* _Input data_
● ● ●
async fn read_full(
    file: &mut File,
    size: u64,
    cfg: &ReadConfig,
    path_str: &str,
    cancel: &CancelToken,
) -> FsResult<ReadResult> {
    if size > cfg.max_size {
        return Err(FsContextError::too_large(path_str));
    }
    cancel.check()?;
    let mut buf = Vec::with_capacity(size as usize);
    file.read_to_end(&mut buf)
        .await
        .map_err(|e| FsContextError::from_io(&e, path_str))?;
    let content = String::from_utf8_lossy(&buf).into_owned();
    let total_lines = count_lines(&content);

    Ok(ReadResult {
        path: path_str.to_string(),
        content,
        truncated: false,
        read_mode: ReadMode::Full,
        total_lines: Some(total_lines),
        lines_read: Some(total_lines),
        has_more_lines: Some(false),
        head: None,
        tail: None,
        start_line: None,
        end_line: None,
    })
}

async fn read_head(
    file: &mut File,
    n: usize,
    cfg: &ReadConfig,
    path_str: &str,
    cancel: &CancelToken,
) -> FsResult<ReadResult> {
    let mut out = String::new();
    let mut lines_read = 0usize;
    let mut bytes_read: u64 = 0;
    let mut truncated = false;
    let mut reader = LineReader::new(file);

    while lines_read < n {
        cancel.check()?;
        match reader.next_line(cfg.max_line_len).await? {
            Some(line) => {
                bytes_read += line.len() as u64 + 1;
                out.push_str(&line);
                out.push('\n');
                lines_read += 1;
                if bytes_read >= cfg.max_size {
                    truncated = reader.has_more().await?;
                    break;
                }
            }
            None => break,
        }
    }
    if lines_read >= n {
        truncated = reader.has_more().await?;
    }

    Ok(ReadResult {
        path: path_str.to_string(),
        content: out,
        truncated,
        read_mode: ReadMode::Head,
        total_lines: None,
        lines_read: Some(lines_read),
        has_more_lines: Some(truncated),
        head: Some(n),
        tail: None,
        start_line: None,
        end_line: None,
    })
}

async fn read_range(
    file: &mut File,
    start: usize,
    end: usize,
    cfg: &ReadConfig,
    path_str: &str,
    cancel: &CancelToken,
) -> FsResult<ReadResult> {
    let mut reader = LineReader::new(file);
    let mut current = 1usize;
    let mut out = String::new();
    let mut lines_read = 0usize;
    let mut bytes_read: u64 = 0;
    let mut budget_tripped = false;

    while current < start {
        cancel.check()?;
        if reader.next_line(cfg.max_line_len).await?.is_none() {
            return Ok(ReadResult {
                path: path_str.to_string(),
                content: String::new(),
                truncated: false,
                read_mode: ReadMode::Range,
                total_lines: None,
                lines_read: Some(0),
                has_more_lines: Some(false),
                head: None,
                tail: None,
                start_line: Some(start),
                end_line: Some(end),
            });
        }
        current += 1;
    }

    while current <= end {
        cancel.check()?;
        match reader.next_line(cfg.max_line_len).await? {
            Some(line) => {
                bytes_read += line.len() as u64 + 1;
                out.push_str(&line);
                out.push('\n');
                lines_read += 1;
                current += 1;
                if bytes_read >= cfg.max_size {
                    budget_tripped = true;
                    break;
                }
            }
            None => break,
        }
    }

    let has_more_lines = budget_tripped || reader.has_more().await?;

    Ok(ReadResult {
        path: path_str.to_string(),
        content: out,
        truncated: budget_tripped,
        read_mode: ReadMode::Range,
        total_lines: None,
        lines_read: Some(lines_read),
        has_more_lines: Some(has_more_lines),
        head: None,
        tail: None,
        start_line: Some(start),
        end_line: Some(end),
    })
}

/// Reads from EOF backwards in [`TAIL_CHUNK`]-sized chunks, realigning to
/// a UTF-8 code-point boundary at the start of each chunk so a multi-byte
/// character never gets split across a chunk seam (spec §4.4).
async fn read_tail(
    file: &mut File,
    size: u64,
    n: usize,
    cfg: &ReadConfig,
    path_str: &str,
    cancel: &CancelToken,
) -> FsResult<ReadResult> {
    if size == 0 {
        return Ok(ReadResult {
            path: path_str.to_string(),
            content: String::new(),
            truncated: false,
            read_mode: ReadMode::Tail,
            total_lines: None,
            lines_read: Some(0),
            has_more_lines: Some(false),
            head: None,
            tail: Some(n),
            start_line: None,
            end_line: None,
        });
    }

    let mut collected: Vec<u8> = Vec::new();
    let mut cursor = size;
    let mut newline_count = 0usize;
    let mut truncated = false;

    while cursor > 0 {
        cancel.check()?;
        let chunk_len = TAIL_CHUNK.min(cursor as usize);
        let chunk_start = cursor - chunk_len as u64;
        file.seek(SeekFrom::Start(chunk_start))
            .await
            .map_err(|e| FsContextError::from_io(&e, path_str))?;
        let mut buf = vec![0u8; chunk_len];
        file.read_exact(&mut buf)
            .await
            .map_err(|e| FsContextError::from_io(&e, path_str))?;

        let aligned_start = if chunk_start > 0 {
            utf8_boundary(&buf)
        } else {
            0
        };

        newline_count += buf[aligned_start..].iter().filter(|&&b| b == b'\n').count();

        let mut prefixed = buf[aligned_start..].to_vec();
        prefixed.extend_from_slice(&collected);
        collected = prefixed;
        cursor = chunk_start + aligned_start as u64;

        if newline_count >= n || collected.len() as u64 >= cfg.max_size {
            truncated = cursor > 0;
            break;
        }
    }

    let text = String::from_utf8_lossy(&collected);
    let mut lines: Vec<&str> = text.lines().collect();
    if lines.len() > n {
        let drop = lines.len() - n;
        lines.drain(0..drop);
        truncated = true;
    }
    let content = lines.join("\n") + if lines.is_empty() { "" } else { "\n" };
    let lines_read = lines.len();

    Ok(ReadResult {
        path: path_str.to_string(),
        content,
        truncated,
        read_mode: ReadMode::Tail,
        total_lines: None,
        lines_read: Some(lines_read),
        has_more_lines: Some(truncated),
        head: None,
        tail: Some(n),
        start_line: None,
        end_line: None,
    })
}

/// Finds the first index in `buf` that starts a complete UTF-8 sequence —
/// i.e. is not a continuation byte (`0b10xxxxxx`). Scanning at most 3
/// bytes in is enough since UTF-8 code points span at most 4 bytes.
fn utf8_boundary(buf: &[u8]) -> usize {
    for i in 0..buf.len().min(4) {
        if buf[i] & 0b1100_0000 != 0b1000_0000 {
            return i;
        }
    }
    0
}

fn count_lines(content: &str) -> usize {
    if content.is_empty() {
        return 0;
    }
    let n = content.lines().count();
    n
}

/// Minimal forward line reader over an already-open file handle, used by
/// head/range. Strips a trailing `\r` on emit (spec §4.4: line separators
/// are `\n` and `\r\n`).
struct LineReader<'a> {
    file: &'a mut File,
    buf: Vec<u8>,
    pos: usize,
    eof: bool,
}

impl<'a> LineReader<'a> {
    fn new(file: &'a mut File) -> Self {
        Self {
            file,
            buf: Vec::new(),
            pos: 0,
            eof: false,
        }
    }

    async fn fill(&mut self) -> std::io::Result<bool> {
        if self.eof {
            return Ok(false);
        }
        let mut chunk = vec![0u8; 64 * 1024];
        let n = self.file.read(&mut chunk).await?;
        if n == 0 {
            self.eof = true;
            return Ok(false);
        }
        chunk.truncate(n);
        if self.pos > 0 {
            self.buf.drain(0..self.pos);
            self.pos = 0;
        }
        self.buf.extend_from_slice(&chunk);
        Ok(true)
    }

    async fn next_line(&mut self, max_line_len: usize) -> FsResult<Option<String>> {
        loop {
            if let Some(nl_pos) = self.buf[self.pos..].iter().position(|&b| b == b'\n') {
                let abs = self.pos + nl_pos;
                let mut line = self.buf[self.pos..abs].to_vec();
                if line.last() == Some(&b'\r') {
                    line.pop();
                }
                self.pos = abs + 1;
                truncate_to_cap(&mut line, max_line_len);
                return Ok(Some(String::from_utf8_lossy(&line).into_owned()));
            }
            if !self.fill().await.map_err(FsContextError::from)? {
                if self.pos < self.buf.len() {
                    let mut line = self.buf[self.pos..].to_vec();
                    if line.last() == Some(&b'\r') {
                        line.pop();
                    }
                    self.pos = self.buf.len();
                    truncate_to_cap(&mut line, max_line_len);
                    return Ok(Some(String::from_utf8_lossy(&line).into_owned()));
                }
                return Ok(None);
            }
        }
    }

    async fn has_more(&mut self) -> FsResult<bool> {
        if self.pos < self.buf.len() {
            return Ok(true);
        }
        Ok(self.fill().await.map_err(FsContextError::from)? && self.pos < self.buf.len())
    }
}
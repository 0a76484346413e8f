// config.rs
//! Process configuration (spec §6, §10.4): CLI flags parsed with `clap`'s
//! derive API plus the relevant environment variables. This is the
//! ambient configuration layer the CLI binary builds once at startup and
//! threads down into the path kernel and sensitive-path policy.

use std::path::PathBuf;

use clap::Parser;

use crate::diagnostics;
use crate::path_kernel::SensitivePolicy;

/// `fs-context-cli` — a single-shot smoke-test CLI over the operations
/// table in spec §6. The request-transport layer itself (line-delimited
/// JSON-RPC, HTTP with session IDs) stays out of scope (spec §1); this
/// only wires argument parsing, logging initialization, and a thin
/// subcommand dispatch so the core can be exercised from a shell.
#[derive(Parser, Debug)]
#[command(name = "fs-context-cli", version, about = "Sandboxed filesystem access for autonomous agents")]
pub struct Cli {
    /// Directories to allow access to. At least one is required unless
    /// `--allow-cwd` is passed.
    #[arg(value_name = "DIR")]
    pub roots: Vec<PathBuf>,

    /// Permit the current working directory as an implicit allowed root.
    #[arg(long)]
    pub allow_cwd: bool,

    #[command(subcommand)]
    pub command: Command,
}

#[derive(clap::Subcommand, Debug)]
pub enum Command {
    /// List the currently allowed roots.
    ListRoots,
    /// List a directory's immediate (or recursive) entries.
    List {
        path: String,
        #[arg(long)]
        recursive: bool,
        #[arg(long)]
        include_hidden: bool,
        #[arg(long)]
        max_depth: Option<usize>,
    },
    /// Glob-search for file paths matching a pattern.
    Search {
        path: String,
        pattern: String,
        #[arg(long)]
        max_results: Option<usize>,
    },
    /// Search file contents for a pattern.
    Grep {
        path: String,
        pattern: String,
        #[arg(long)]
        is_literal: bool,
        #[arg(long)]
        whole_word: bool,
    },
    /// Read a file (full content by default).
    Read {
        path: String,
        #[arg(long)]
        head: Option<usize>,
        #[arg(long)]
        tail: Option<usize>,
    },
    /// Print file or directory metadata.
    Stat { path: String },
    /// Print a directory tree.
    Tree {
        path: String,
        #[arg(long)]
        max_depth: Option<usize>,
    },
    /// Print the content hash of a file or directory.
    Hash { path: String },
    /// Print a unified diff between two files.
    Diff { original: String, modified: String },
}

/// Validates CLI-level constraints (spec §6 CLI surface): null bytes,
/// Windows reserved device names, and
/// drive-relative paths are rejected before any path-kernel validation
/// runs, since those are parse-time shape problems, not containment
/// problems.
pub fn validate_cli_path(input: &str) -> Result<(), String> {
    if input.as_bytes().contains(&0) {
        return Err("path contains a NUL byte".to_string());
    }
    let upper = input.to_ascii_uppercase();
    const RESERVED: &[&str] = &[
        "CON", "PRN", "AUX", "NUL", "COM1", "COM2", "COM3", "COM4", "COM5", "COM6", "COM7",
        "COM8", "COM9", "LPT1", "LPT2", "LPT3", "LPT4", "LPT5", "LPT6", "LPT7", "LPT8", "LPT9",
    ];
    let stem = upper.split('.').next().unwrap_or(&upper);
    if RESERVED.contains(&stem) {
        return Err(format!("'{input}' is a reserved device name"));
    }
    if is_drive_relative(input) {
        return Err(format!("'{input}' is a drive-relative path; use an absolute path"));
    }
    Ok(())
}

/// `C:foo` (drive letter, no following separator) is drive-relative and
/// resolves against a per-drive working directory Rust's `Path` APIs
/// don't model — rejected outright rather than guessed at (spec §6).
fn is_drive_relative(input: &str) -> bool {
    let bytes = input.as_bytes();
    if bytes.len() < 2 || !bytes[0].is_ascii_alphabetic() || bytes[1] != b':' {
        return false;
    }
    !matches!(bytes.get(2), Some(b'/') | Some(b'\\'))
}

/// Process-wide configuration assembled from CLI flags and environment
/// variables (spec §10.4). `FS_CONTEXT_*` is the single resolved prefix
/// (spec §9 open question) — `FILESYSTEM_CONTEXT_*` seen in one source
/// path is intentionally not honored.
pub struct Config {
    pub diagnostics_enabled: bool,
    pub diagnostics_detail: diagnostics::PathDetail,
    pub sensitive_policy: SensitivePolicy,
}

impl Config {
    pub fn from_env() -> Self {
        Self {
            diagnostics_enabled: diagnostics::enabled(),
            diagnostics_detail: diagnostics::PathDetail::from_env(),
            sensitive_policy: SensitivePolicy::from_env(),
        }
    }

    /// Initializes the `tracing` subscriber the CLI binary uses, honoring
    /// `RUST_LOG` via `EnvFilter` (spec §10.2).
    pub fn init_logging() {
        use tracing_subscriber::{fmt, EnvFilter};
        let filter = EnvFilter::try_from_default_env().unwrap_or_else(|_| EnvFilter::new("info"));
        let _ = fmt().with_env_filter(filter).try_init();
    }
}

#[cfg(test)]
mod tests {
    use super::*;

    #[test]
    fn rejects_nul_byte() {
        assert!(validate_cli_path("bad\0path").is_err());
    }

    #[test]
    fn rejects_reserved_device_names() {
        assert!(validate_cli_path("CON").is_err());
        assert!(validate_cli_path("com1.txt").is_err());
    }

    #[test]
    fn rejects_drive_relative_paths() {
        assert!(validate_cli_path("C:foo").is_err());
    }

    #[test]
    fn accepts_absolute_drive_paths() {
        assert!(validate_cli_path("C:\\foo").is_ok());
        assert!(validate_cli_path("C:/foo").is_ok());
    }

    #[test]
    fn accepts_ordinary_paths() {
        assert!(validate_cli_path("/home/user/docs").is_ok());
    }
}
● ● ●
* _What this task involves_
Using only the listing above, restate exactly the lines from the line containing "file.seek(SeekFrom::Start(chunk_start))" through the line containing "cursor = chunk_start", both included.

* _Completed task_
        file.seek(SeekFrom::Start(chunk_start))
            .await
            .map_err(|e| FsContextError::from_io(&e, path_str))?;
        let mut buf = vec![0u8; chunk_len];
        file.read_exact(&mut buf)
            .await
            .map_err(|e| FsContextError::from_io(&e, path_str))?;

        let aligned_start = if chunk_start > 0 {
            utf8_boundary(&buf)
        } else {
            0
        };

        newline_count += buf[aligned_start..].iter().filter(|&&b| b == b'\n').count();

        let mut prefixed = buf[aligned_start..].to_vec();
        prefixed.extend_from_slice(&collected);
        collected = prefixed;
        cursor = chunk_start + aligned_start as u64;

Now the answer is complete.